Report each line from the data below that holds the word "engine".

DATA |
******
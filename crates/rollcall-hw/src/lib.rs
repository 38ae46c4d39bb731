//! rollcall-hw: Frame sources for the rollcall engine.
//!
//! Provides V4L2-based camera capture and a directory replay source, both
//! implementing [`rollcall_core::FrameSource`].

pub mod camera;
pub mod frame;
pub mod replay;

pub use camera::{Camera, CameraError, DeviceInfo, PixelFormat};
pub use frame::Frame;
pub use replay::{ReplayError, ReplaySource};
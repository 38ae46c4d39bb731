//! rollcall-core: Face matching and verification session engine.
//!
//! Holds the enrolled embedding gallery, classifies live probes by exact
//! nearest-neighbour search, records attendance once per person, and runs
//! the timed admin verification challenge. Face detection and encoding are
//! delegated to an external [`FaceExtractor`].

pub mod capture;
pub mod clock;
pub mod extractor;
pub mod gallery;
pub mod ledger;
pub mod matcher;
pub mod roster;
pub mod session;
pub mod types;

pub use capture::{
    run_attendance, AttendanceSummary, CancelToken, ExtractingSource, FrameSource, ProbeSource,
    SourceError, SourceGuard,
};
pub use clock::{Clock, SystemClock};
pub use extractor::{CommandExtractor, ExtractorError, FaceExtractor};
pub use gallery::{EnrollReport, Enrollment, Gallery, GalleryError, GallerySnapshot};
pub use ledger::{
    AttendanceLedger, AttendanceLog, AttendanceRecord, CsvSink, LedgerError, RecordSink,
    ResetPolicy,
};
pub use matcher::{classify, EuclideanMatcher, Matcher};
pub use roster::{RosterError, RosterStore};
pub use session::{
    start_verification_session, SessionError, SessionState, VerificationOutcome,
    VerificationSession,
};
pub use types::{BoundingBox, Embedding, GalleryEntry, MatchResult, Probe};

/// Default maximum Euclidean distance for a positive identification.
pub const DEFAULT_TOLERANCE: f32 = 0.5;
******
EXERCISE RESULT |
//! rollcall-hw: Frame sources for the rollcall engine.
//! rollcall-core: Face matching and verification session engine.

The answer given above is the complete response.